For each line in the records that contains "match", make a copy.
Data shown below:
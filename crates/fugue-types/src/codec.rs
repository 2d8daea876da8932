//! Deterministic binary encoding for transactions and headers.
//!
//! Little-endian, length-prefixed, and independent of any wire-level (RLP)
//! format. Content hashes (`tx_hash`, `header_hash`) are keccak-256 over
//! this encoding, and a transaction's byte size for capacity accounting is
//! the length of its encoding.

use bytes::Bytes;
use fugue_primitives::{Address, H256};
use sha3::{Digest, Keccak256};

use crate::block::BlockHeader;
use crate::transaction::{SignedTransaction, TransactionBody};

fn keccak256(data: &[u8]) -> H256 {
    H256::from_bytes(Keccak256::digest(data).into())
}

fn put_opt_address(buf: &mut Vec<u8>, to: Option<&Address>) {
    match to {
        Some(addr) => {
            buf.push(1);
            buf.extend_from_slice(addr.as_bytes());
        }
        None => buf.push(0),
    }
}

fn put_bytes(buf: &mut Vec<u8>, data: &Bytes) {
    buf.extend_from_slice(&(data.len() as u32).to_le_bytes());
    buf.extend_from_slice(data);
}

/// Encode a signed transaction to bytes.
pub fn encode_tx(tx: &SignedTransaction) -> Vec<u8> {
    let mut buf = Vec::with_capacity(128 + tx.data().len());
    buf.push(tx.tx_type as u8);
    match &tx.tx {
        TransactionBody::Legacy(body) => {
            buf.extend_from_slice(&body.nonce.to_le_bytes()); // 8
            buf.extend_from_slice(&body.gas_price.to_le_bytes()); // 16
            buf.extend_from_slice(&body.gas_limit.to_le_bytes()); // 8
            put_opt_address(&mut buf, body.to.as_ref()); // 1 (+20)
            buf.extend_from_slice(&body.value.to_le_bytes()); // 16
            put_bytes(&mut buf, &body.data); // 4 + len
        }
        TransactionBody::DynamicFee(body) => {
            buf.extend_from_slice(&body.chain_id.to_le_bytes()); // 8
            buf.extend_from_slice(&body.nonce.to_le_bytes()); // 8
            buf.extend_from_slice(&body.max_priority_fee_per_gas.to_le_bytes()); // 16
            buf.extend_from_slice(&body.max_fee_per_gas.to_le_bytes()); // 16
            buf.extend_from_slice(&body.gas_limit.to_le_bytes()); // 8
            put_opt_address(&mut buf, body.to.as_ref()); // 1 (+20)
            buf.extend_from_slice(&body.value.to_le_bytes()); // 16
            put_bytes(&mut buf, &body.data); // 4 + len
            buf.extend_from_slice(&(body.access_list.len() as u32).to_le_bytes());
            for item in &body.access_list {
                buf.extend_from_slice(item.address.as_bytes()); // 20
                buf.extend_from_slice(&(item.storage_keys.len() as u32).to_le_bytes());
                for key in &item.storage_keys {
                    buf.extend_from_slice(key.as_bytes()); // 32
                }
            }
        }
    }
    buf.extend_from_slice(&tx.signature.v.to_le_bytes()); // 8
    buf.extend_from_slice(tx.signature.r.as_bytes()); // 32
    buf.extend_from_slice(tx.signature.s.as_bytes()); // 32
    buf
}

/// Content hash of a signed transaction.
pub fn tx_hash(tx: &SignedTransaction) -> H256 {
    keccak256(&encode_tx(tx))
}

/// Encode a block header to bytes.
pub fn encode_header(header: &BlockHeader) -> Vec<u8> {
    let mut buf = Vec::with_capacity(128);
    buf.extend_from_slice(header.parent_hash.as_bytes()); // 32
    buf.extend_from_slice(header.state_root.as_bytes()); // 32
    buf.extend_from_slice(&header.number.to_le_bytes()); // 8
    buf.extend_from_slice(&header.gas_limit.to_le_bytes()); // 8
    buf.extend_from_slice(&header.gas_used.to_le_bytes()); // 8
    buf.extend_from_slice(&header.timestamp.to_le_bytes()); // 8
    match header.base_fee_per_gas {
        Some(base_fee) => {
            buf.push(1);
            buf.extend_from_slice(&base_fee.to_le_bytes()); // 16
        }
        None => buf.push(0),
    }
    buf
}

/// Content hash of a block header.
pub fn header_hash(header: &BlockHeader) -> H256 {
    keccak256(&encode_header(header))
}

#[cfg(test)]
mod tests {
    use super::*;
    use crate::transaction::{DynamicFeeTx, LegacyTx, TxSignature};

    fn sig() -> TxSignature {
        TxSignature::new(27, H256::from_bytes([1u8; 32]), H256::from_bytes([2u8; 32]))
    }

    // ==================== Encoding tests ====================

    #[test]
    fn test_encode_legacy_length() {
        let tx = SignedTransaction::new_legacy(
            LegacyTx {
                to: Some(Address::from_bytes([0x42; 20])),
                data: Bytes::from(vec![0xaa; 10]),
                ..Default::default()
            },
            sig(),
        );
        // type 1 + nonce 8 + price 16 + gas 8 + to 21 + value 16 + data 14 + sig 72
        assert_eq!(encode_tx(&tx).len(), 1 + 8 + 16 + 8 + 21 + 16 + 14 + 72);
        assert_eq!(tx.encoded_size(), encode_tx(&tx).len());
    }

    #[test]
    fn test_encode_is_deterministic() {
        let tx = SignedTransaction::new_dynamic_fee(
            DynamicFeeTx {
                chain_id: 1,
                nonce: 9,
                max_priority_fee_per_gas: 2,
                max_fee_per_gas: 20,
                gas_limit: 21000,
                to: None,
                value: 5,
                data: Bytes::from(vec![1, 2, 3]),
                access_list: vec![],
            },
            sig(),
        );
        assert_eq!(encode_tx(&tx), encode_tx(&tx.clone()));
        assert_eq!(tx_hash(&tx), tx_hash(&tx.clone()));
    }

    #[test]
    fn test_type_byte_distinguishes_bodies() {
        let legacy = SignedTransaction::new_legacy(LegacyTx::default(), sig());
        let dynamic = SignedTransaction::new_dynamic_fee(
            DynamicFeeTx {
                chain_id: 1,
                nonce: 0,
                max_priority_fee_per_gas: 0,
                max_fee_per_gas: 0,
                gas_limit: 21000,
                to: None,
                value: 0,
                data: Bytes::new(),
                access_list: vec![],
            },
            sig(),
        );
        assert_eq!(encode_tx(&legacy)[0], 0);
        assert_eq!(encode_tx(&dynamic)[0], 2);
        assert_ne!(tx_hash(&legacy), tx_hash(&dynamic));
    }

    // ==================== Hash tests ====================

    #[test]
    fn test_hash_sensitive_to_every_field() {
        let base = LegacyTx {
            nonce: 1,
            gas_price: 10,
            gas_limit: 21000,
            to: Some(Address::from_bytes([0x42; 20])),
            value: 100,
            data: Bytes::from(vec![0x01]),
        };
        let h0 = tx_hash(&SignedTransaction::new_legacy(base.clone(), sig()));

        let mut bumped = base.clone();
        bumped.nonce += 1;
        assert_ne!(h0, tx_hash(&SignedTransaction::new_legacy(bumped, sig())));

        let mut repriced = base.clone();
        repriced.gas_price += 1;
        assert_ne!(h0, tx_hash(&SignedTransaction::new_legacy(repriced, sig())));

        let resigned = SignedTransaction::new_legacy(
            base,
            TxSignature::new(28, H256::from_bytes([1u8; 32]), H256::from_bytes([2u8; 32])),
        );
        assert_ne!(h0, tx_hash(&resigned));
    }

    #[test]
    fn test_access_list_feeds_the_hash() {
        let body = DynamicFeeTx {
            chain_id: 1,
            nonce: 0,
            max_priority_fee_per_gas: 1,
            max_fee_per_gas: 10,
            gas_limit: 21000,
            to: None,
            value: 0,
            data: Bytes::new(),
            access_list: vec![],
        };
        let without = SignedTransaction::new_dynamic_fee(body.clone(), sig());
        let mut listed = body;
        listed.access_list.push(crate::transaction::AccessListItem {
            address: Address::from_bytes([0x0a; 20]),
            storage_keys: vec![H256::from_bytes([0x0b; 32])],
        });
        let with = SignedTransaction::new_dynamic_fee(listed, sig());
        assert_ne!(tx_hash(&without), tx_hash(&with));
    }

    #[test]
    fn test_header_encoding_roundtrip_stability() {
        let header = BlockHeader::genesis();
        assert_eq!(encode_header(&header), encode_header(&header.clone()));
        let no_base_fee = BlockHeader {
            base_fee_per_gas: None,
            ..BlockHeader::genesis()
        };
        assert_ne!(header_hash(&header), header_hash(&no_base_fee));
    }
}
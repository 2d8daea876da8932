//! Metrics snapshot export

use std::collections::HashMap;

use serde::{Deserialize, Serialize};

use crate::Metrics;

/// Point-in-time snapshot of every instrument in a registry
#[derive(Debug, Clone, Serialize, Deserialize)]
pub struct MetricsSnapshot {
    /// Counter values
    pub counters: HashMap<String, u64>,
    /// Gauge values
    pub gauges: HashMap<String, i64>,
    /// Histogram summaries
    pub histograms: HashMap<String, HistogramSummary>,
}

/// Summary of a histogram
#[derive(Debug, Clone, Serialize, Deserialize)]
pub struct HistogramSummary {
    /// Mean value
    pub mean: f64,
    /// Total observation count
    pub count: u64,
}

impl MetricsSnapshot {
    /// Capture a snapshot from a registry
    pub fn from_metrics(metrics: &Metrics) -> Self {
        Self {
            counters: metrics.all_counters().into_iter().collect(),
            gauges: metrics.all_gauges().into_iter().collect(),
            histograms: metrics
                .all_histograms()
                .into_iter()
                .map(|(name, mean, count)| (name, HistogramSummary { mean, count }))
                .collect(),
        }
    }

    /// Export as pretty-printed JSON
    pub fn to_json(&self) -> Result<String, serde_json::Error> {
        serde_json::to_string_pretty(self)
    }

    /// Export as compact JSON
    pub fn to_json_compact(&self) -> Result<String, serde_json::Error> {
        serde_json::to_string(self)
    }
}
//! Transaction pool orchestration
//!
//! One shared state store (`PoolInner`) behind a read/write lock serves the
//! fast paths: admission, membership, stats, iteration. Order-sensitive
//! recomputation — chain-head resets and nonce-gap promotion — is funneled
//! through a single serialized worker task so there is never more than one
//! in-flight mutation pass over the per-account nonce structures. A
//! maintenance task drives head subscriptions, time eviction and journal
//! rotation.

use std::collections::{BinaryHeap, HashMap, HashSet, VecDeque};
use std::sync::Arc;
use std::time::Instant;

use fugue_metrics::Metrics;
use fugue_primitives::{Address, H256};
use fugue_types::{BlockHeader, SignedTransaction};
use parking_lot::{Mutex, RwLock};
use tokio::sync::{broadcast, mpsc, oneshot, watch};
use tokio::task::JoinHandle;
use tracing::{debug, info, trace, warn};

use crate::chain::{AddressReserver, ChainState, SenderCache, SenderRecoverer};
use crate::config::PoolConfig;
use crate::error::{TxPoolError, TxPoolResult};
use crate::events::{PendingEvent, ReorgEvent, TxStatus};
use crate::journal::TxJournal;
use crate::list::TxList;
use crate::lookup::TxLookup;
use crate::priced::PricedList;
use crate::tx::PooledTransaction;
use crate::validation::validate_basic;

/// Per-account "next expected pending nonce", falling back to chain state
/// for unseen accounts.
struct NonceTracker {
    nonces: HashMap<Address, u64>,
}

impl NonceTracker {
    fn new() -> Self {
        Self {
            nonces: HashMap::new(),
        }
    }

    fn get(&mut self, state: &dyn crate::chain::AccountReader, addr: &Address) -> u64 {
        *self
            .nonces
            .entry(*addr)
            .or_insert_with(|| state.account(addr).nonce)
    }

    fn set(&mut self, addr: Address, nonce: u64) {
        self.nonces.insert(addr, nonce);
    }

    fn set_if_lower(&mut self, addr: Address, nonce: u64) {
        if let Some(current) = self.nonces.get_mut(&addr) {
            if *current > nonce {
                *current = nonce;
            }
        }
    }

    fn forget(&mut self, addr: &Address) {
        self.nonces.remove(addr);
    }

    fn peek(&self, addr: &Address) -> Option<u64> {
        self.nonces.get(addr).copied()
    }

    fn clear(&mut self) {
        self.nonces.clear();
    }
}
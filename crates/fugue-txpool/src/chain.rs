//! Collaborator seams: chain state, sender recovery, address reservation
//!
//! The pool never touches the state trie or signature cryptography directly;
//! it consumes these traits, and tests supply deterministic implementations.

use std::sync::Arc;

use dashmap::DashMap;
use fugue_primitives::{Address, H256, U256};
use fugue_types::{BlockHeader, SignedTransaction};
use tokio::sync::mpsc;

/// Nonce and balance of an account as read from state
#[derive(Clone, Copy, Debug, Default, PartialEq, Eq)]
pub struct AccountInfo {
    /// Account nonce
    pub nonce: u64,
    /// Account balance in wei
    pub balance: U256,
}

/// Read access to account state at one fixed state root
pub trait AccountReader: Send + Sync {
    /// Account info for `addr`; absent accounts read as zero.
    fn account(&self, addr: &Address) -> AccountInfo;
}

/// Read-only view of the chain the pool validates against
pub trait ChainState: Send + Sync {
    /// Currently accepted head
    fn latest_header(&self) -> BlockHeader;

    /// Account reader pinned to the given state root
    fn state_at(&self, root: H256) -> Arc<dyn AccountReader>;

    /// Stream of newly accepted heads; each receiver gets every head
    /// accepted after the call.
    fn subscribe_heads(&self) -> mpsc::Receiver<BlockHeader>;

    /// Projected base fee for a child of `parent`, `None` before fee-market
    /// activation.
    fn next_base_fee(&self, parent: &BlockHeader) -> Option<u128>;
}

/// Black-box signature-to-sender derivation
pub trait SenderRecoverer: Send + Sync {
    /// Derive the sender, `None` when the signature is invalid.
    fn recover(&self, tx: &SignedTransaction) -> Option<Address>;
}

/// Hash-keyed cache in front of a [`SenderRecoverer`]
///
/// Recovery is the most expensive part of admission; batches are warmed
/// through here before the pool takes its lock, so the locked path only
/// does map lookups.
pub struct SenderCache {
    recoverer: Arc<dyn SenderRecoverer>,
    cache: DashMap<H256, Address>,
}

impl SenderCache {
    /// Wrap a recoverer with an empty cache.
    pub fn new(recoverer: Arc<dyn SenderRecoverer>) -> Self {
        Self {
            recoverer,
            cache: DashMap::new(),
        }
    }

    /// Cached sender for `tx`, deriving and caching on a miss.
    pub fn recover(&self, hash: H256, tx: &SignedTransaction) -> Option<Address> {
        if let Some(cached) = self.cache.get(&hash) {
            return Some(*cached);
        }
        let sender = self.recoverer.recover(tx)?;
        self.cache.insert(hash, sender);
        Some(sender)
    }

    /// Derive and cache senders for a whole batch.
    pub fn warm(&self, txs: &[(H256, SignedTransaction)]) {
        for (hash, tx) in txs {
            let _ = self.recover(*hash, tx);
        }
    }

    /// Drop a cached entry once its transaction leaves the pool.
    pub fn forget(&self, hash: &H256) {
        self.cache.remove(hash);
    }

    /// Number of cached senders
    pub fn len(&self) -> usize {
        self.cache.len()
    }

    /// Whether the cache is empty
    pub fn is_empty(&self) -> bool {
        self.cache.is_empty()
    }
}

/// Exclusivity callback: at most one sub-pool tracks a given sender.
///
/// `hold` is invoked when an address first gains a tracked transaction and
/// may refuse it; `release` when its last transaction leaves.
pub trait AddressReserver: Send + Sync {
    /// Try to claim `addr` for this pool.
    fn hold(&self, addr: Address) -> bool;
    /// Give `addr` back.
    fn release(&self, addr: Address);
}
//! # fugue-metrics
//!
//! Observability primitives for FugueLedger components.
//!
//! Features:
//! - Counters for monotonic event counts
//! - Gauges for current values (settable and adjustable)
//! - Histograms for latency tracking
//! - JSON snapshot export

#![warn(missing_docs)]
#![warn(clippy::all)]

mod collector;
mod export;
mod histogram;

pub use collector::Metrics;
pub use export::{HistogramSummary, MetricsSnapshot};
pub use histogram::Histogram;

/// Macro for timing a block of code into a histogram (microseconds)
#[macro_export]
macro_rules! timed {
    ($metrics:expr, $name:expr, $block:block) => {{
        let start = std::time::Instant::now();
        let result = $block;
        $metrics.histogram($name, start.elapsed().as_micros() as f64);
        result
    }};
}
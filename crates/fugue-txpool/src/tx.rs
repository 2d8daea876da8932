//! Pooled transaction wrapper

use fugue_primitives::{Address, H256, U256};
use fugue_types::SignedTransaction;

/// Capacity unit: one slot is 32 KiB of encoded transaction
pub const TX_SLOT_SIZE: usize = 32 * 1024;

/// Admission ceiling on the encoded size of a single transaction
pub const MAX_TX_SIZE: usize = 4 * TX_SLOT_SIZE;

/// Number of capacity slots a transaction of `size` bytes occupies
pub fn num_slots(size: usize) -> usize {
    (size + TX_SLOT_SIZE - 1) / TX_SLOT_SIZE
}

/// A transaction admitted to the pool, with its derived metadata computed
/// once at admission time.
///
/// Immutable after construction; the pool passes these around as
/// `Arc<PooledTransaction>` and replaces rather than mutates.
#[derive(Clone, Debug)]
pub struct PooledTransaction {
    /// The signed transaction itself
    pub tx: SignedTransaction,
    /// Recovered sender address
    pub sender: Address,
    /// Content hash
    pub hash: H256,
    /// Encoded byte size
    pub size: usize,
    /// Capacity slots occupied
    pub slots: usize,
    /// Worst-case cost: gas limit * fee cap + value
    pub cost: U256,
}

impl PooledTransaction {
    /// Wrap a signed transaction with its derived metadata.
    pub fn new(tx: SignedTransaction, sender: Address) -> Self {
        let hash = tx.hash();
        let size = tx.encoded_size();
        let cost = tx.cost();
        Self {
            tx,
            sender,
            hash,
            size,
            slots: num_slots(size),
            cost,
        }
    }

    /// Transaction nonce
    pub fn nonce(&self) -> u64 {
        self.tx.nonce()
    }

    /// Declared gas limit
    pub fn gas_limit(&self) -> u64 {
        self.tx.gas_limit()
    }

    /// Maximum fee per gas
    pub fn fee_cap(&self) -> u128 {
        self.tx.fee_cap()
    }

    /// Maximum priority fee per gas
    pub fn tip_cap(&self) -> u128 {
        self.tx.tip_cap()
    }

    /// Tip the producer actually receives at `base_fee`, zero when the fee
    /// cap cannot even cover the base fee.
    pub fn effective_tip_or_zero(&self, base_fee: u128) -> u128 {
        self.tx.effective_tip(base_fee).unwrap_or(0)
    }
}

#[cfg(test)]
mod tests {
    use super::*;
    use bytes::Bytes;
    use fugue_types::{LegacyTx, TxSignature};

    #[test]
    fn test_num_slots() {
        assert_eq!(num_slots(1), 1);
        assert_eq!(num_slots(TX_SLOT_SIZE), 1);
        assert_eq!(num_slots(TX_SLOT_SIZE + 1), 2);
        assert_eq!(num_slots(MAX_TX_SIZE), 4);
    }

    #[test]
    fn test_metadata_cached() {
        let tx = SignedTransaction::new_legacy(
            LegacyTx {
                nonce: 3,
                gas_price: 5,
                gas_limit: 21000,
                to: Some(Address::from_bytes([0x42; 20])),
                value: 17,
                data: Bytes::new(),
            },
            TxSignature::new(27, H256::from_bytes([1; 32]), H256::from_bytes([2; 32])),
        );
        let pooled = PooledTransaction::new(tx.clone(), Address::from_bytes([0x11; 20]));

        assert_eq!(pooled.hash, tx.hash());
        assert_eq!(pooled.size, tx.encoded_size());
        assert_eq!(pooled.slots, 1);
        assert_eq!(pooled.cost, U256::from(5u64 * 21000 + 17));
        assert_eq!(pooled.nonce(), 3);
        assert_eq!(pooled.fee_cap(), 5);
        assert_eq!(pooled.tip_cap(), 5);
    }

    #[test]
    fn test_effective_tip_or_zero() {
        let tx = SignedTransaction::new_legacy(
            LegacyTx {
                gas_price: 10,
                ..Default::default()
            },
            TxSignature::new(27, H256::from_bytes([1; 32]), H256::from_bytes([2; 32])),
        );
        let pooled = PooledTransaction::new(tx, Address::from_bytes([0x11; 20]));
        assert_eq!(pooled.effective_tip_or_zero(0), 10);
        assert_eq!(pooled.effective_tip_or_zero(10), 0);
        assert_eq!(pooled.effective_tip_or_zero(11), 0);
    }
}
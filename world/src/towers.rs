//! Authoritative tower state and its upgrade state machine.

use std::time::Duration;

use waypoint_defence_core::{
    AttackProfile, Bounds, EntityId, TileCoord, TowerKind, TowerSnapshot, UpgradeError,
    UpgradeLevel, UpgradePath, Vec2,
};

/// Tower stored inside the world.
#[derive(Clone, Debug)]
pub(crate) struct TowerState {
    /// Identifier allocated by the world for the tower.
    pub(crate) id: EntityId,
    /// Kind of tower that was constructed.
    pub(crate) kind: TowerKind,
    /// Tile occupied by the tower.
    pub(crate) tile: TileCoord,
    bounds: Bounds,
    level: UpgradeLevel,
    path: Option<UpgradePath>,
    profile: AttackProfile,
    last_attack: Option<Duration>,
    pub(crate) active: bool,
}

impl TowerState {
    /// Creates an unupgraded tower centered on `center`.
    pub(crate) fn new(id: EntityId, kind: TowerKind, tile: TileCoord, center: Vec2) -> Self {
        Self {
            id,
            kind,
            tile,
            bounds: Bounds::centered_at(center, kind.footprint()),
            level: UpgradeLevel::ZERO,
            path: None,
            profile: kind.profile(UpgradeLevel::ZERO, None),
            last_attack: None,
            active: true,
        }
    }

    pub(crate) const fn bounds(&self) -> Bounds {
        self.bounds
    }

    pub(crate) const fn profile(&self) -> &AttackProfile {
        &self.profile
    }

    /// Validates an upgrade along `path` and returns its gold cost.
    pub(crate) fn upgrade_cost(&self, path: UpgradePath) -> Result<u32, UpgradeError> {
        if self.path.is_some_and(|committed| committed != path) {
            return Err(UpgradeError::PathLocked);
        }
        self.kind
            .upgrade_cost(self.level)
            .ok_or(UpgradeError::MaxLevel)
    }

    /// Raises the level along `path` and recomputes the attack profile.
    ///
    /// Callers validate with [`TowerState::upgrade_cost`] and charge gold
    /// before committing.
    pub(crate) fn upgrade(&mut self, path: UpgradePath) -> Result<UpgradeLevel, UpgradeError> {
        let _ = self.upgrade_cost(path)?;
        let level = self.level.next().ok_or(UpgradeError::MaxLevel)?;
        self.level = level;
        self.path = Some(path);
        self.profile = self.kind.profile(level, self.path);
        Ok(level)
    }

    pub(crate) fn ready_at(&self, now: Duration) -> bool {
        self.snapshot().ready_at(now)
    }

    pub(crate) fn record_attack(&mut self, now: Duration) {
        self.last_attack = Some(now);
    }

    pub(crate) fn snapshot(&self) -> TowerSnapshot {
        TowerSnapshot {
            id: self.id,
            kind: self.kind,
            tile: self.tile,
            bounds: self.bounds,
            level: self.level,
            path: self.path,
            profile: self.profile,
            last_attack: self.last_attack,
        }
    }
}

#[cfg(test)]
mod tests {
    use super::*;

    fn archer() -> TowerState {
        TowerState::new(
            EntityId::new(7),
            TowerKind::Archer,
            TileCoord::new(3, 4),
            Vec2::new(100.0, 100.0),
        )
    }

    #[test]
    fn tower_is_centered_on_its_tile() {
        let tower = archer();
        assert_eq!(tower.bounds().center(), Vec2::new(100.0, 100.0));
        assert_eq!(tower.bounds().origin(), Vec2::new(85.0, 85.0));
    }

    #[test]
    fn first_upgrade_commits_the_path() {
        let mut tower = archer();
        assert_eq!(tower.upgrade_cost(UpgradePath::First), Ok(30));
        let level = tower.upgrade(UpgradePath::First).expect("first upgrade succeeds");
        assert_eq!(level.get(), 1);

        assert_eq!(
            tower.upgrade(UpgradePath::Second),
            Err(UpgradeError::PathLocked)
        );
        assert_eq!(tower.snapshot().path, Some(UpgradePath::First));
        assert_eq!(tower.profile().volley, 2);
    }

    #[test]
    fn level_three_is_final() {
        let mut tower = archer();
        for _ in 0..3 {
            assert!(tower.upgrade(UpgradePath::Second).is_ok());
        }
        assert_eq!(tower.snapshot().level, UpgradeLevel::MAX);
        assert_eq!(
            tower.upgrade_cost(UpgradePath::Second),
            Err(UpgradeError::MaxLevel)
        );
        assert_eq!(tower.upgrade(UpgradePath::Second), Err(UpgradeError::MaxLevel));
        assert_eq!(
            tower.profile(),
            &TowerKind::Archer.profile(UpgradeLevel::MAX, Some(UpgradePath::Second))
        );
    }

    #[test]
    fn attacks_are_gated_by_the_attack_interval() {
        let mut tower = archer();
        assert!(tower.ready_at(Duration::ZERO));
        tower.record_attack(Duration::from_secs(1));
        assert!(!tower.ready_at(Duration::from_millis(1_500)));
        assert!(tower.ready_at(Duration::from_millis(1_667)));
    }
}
End of Data shown.
Expected answer:
    match to {
    match &tx.tx {
    match header.base_fee_per_gas {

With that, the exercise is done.